The other day I received an e-mail from the UK from Rowan Gibson asking me if he could assist me in anyway – he had noted I had used a quote from him in a recent newsletter. I replied thanking him for his interest and after I had sent it checked to see what the quote was and also to check out Rowan Gibson using google.
As soon as I had done so I remembered I had a copy his book, ‘Re Thinking the Future’ (which is a great read, being a collection of articles on the future by a range of influential thinkers). It had also been the source of a number of the quotes I had used on our site. I felt obliged to send a new e-mail informing him of how I had used his book. I also noted that on his website there are photos of Rowan with Tony Blair, Bill Gates and my favourite stirrer, Tom Peters. I must say I was impressed that he had taken the time to contact me.
Rowan’s webpage has a few short articles well worth a read but I also recommend his more extensive book. Rowan’s theme is that last century most organizations had a linear view of the future and, using a transport metaphor, ‘they appeared to be driving large luxury cars on a wide open highway that stretched into the distant future.’
‘Today’, Rowan writes, ‘is less certain’. Many organizations now see themselves at the end of the road. The twentieth century marks ‘the end of a whole order of things; the end of a post war world.’ Alvin Toffler, one of the book’s contributors, describes the future as ‘terra incognito – the uncharted landscape of tomorrow.’ It will be a world of chaos and uncertainty; a world of accelerating and unpredictable change.
This future world will force us to drive off familiar roads and to do so will require ‘a new kind of vehicle, some new driving skills and whole new sense of direction’. We will need ‘a all wheel drive all terrain vehicle that is lean and highly maneuverable’
‘We all need to rethink the future now’.
Rowan provides three key messages:
1. The road stops here.
All of us have to realize the future will be different from the past as obvious as that sounds. Too many behave as if this is not so. This is delusionary. The past is gone. From now on it will be an ‘off the road experience’.
2. New times need new organizations.
We need completely a new ‘vehicle that can handle the rough and uncertain times. One that reflects the information age, rather than then industrial age.’ This vehicle will be beyond the mechanical and will need to have the ‘nature of a biological organism’ .This ‘nature’ needs to be distributed in a network in all the minds of those who work for the organization and be driven ‘by human imagination’.
3. Where to next.
To make confident decisions faced with an uncertain future leaders will need destination, a ‘vision, a point of view about the future, a direction in which to channel the efforts of he people they work with’. Leaders will need to look ahead and explore the horizon for themselves.

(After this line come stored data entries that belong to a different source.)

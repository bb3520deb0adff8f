//! Source separation backends.

use super::StageError;
use crate::config::ToolsConfig;
use std::path::{Path, PathBuf};
use stemforged_av::chunk::{chunk_count, concat_audio, probe_duration_ms, split_chunks};
use stemforged_av::workspace::move_file;
use stemforged_av::{get_tool_path, SeparatorTool};
use stemforged_common::PipelineSettings;

/// Splits an audio file into stems.
///
/// Called from a blocking thread. On success `dest_dir` holds exactly one
/// file per stem of the configured model, and the returned pairs name them.
pub trait Separator: Send + Sync {
    fn separate(
        &self,
        input: &Path,
        dest_dir: &Path,
        settings: &PipelineSettings,
    ) -> Result<Vec<(String, PathBuf)>, StageError>;
}

/// Runs spleeter or demucs, optionally chunking long inputs with ffmpeg.
pub struct ToolSeparator {
    tools: ToolsConfig,
}

impl ToolSeparator {
    pub fn new(tools: ToolsConfig) -> Self {
        Self { tools }
    }

    fn tool(&self, settings: &PipelineSettings) -> Result<SeparatorTool, StageError> {
        let tool = SeparatorTool::new(settings.splitter_type, settings.stems);
        let configured = match settings.splitter_type {
            stemforged_common::SplitterType::Spleeter => self.tools.spleeter_path.as_deref(),
            stemforged_common::SplitterType::Demucs => self.tools.demucs_path.as_deref(),
        };
        let binary = get_tool_path(settings.splitter_type.binary(), configured)?;
        Ok(tool.with_binary(binary))
    }

    fn separate_chunked(
        &self,
        tool: &SeparatorTool,
        input: &Path,
        dest_dir: &Path,
        settings: &PipelineSettings,
    ) -> Result<Vec<(String, PathBuf)>, StageError> {
        let ffmpeg = get_tool_path("ffmpeg", self.tools.ffmpeg_path.as_deref())?;
        let ffprobe = get_tool_path("ffprobe", self.tools.ffprobe_path.as_deref())?;

        let duration_ms = probe_duration_ms(&ffprobe, input)?;
        if chunk_count(duration_ms, settings.chunk_length_ms) <= 1 {
            return Ok(tool.separate(input, dest_dir)?);
        }

        retry_chunked(settings, |chunk_ms| {
            tracing::info!(
                "Separating in {} ms chunks ({} chunks)",
                chunk_ms,
                chunk_count(duration_ms, chunk_ms)
            );
            separate_in_chunks(tool, &ffmpeg, input, dest_dir, chunk_ms)
        })
    }
}

impl Separator for ToolSeparator {
    fn separate(
        &self,
        input: &Path,
        dest_dir: &Path,
        settings: &PipelineSettings,
    ) -> Result<Vec<(String, PathBuf)>, StageError> {
        let tool = self.tool(settings)?;
        if settings.chunking_enabled {
            self.separate_chunked(&tool, input, dest_dir, settings)
        } else {
            Ok(tool.separate(input, dest_dir)?)
        }
    }
}

/// Chunk length used by each chunking attempt: the configured length, then
/// halved after every failure down to the minimum.
pub fn chunk_attempt_lengths(settings: &PipelineSettings) -> Vec<u64> {
    let min = settings.effective_min_chunk_length_ms();
    let mut len = settings.chunk_length_ms.max(min);
    (0..settings.chunk_max_attempts.max(1))
        .map(|_| {
            let current = len;
            len = (len / 2).max(min);
            current
        })
        .collect()
}

/// Run `attempt` once per length from [`chunk_attempt_lengths`] until one
/// succeeds. A configuration error ends the loop at once; running out of
/// attempts is transient.
pub fn retry_chunked<T>(
    settings: &PipelineSettings,
    mut attempt: impl FnMut(u64) -> Result<T, StageError>,
) -> Result<T, StageError> {
    let lengths = chunk_attempt_lengths(settings);
    let mut last_error = None;
    for (i, chunk_ms) in lengths.iter().copied().enumerate() {
        match attempt(chunk_ms) {
            Ok(value) => return Ok(value),
            Err(e @ StageError::Configuration(_)) => return Err(e),
            Err(e) => {
                tracing::warn!("Chunk attempt {} ({} ms) failed: {}", i + 1, chunk_ms, e);
                last_error = Some(e);
            }
        }
    }

    Err(StageError::Transient(format!(
        "Chunked separation failed after {} attempts: {}",
        lengths.len(),
        last_error.map(|e| e.to_string()).unwrap_or_default()
    )))
}

/// Cut, separate each chunk, and join the per-stem results into `dest_dir`.
fn separate_in_chunks(
    tool: &SeparatorTool,
    ffmpeg: &Path,
    input: &Path,
    dest_dir: &Path,
    chunk_ms: u64,
) -> Result<Vec<(String, PathBuf)>, StageError> {
    let parent = dest_dir
        .parent()
        .ok_or_else(|| StageError::Transient("stems directory has no parent".into()))?;
    std::fs::create_dir_all(parent)?;
    let work = tempfile::Builder::new()
        .prefix(".chunks-")
        .tempdir_in(parent)?;

    let chunks = split_chunks(ffmpeg, input, chunk_ms, &work.path().join("chunks"))?;

    let mut per_chunk = Vec::with_capacity(chunks.len());
    for (i, chunk) in chunks.iter().enumerate() {
        let out = work.path().join(format!("sep_{:04}", i));
        per_chunk.push(tool.separate(chunk, &out)?);
    }

    let joined_dir = work.path().join("joined");
    std::fs::create_dir_all(&joined_dir)?;
    let mut joined = Vec::new();
    for stem in tool.stems.stems() {
        let parts: Vec<PathBuf> = per_chunk
            .iter()
            .map(|stems| {
                stems
                    .iter()
                    .find(|(name, _)| name == stem)
                    .map(|(_, path)| path.clone())
                    .ok_or_else(|| StageError::Transient(format!("chunk is missing stem '{}'", stem)))
            })
            .collect::<Result<_, _>>()?;
        let out = joined_dir.join(format!("{}.wav", stem));
        concat_audio(ffmpeg, &parts, &out)?;
        joined.push((stem.to_string(), out));
    }

    if dest_dir.exists() {
        std::fs::remove_dir_all(dest_dir)?;
    }
    std::fs::create_dir_all(dest_dir)?;
    let mut placed = Vec::with_capacity(joined.len());
    for (stem, src) in joined {
        let dest = dest_dir.join(format!("{}.wav", stem));
        move_file(&src, &dest)?;
        placed.push((stem, dest));
    }
    Ok(placed)
}

#[cfg(test)]
mod tests {
    use super::*;

    #[test]
    fn test_chunk_lengths_halve_to_minimum() {
        let settings = PipelineSettings {
            chunk_length_ms: 240_000,
            min_chunk_length_ms: Some(50_000),
            chunk_max_attempts: 4,
            ..Default::default()
        };
        assert_eq!(
            chunk_attempt_lengths(&settings),
            vec![240_000, 120_000, 60_000, 50_000]
        );
    }

    #[test]
    fn test_chunk_lengths_default_minimum() {
        let settings = PipelineSettings {
            chunk_length_ms: 10_000,
            chunk_max_attempts: 3,
            ..Default::default()
        };
        // minimum defaults to half the chunk length
        assert_eq!(chunk_attempt_lengths(&settings), vec![10_000, 5_000, 5_000]);
    }

    fn chunk_settings() -> PipelineSettings {
        PipelineSettings {
            chunking_enabled: true,
            chunk_length_ms: 240_000,
            min_chunk_length_ms: Some(30_000),
            chunk_max_attempts: 4,
            ..Default::default()
        }
    }

    #[test]
    fn test_chunk_retry_halves_until_success() {
        let mut tried = Vec::new();
        let result = retry_chunked(&chunk_settings(), |chunk_ms| {
            tried.push(chunk_ms);
            if tried.len() < 3 {
                Err(StageError::Transient("spleeter ran out of memory".into()))
            } else {
                Ok(chunk_ms)
            }
        });

        assert_eq!(result, Ok(60_000));
        assert_eq!(tried, vec![240_000, 120_000, 60_000]);
    }

    #[test]
    fn test_chunk_retry_exhaustion_is_transient() {
        let mut calls = 0;
        let result: Result<(), _> = retry_chunked(&chunk_settings(), |_| {
            calls += 1;
            Err(StageError::Transient("exit status 1".into()))
        });

        assert_eq!(calls, 4);
        match result {
            Err(StageError::Transient(msg)) => {
                assert!(msg.contains("after 4 attempts"), "{}", msg);
                assert!(msg.contains("exit status 1"), "{}", msg);
            }
            other => panic!("expected transient error, got {:?}", other),
        }
    }

    #[test]
    fn test_chunk_retry_stops_on_configuration_error() {
        let mut calls = 0;
        let result: Result<(), _> = retry_chunked(&chunk_settings(), |_| {
            calls += 1;
            Err(StageError::Configuration("ffmpeg not found".into()))
        });

        assert_eq!(calls, 1);
        assert_eq!(result, Err(StageError::Configuration("ffmpeg not found".into())));
    }

    #[test]
    fn test_missing_separator_binary_is_configuration_error() {
        let tools = ToolsConfig {
            spleeter_path: Some(PathBuf::from("/nonexistent/spleeter")),
            ..Default::default()
        };
        let separator = ToolSeparator::new(tools);
        let settings = PipelineSettings::default();
        // Only meaningful where spleeter is not installed on PATH.
        if stemforged_av::require_tool("spleeter").is_err() {
            let dir = tempfile::tempdir().unwrap();
            let input = dir.path().join("in.wav");
            std::fs::write(&input, b"x").unwrap();
            let err = separator
                .separate(&input, &dir.path().join("stems"), &settings)
                .unwrap_err();
            assert!(matches!(err, StageError::Configuration(_)));
        }
    }
}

This is a great opportunity for courageous leaders because they will have to create their own ideas. ‘On the road to the future there will be no pit stops’ – it will require continual reinvention.
Rowan’s ideas apply to schools, many of which seem locked in industrial age thinking. Too many schools still prefer to stick to the old roads of terra firma unaware that their world is crumbling underfoot. So, to extend Rowan’s metaphor, while such careful drivers wait in vain for new maps to be passed down from on high real leaders are developing new means of travel and making up new maps as they go along.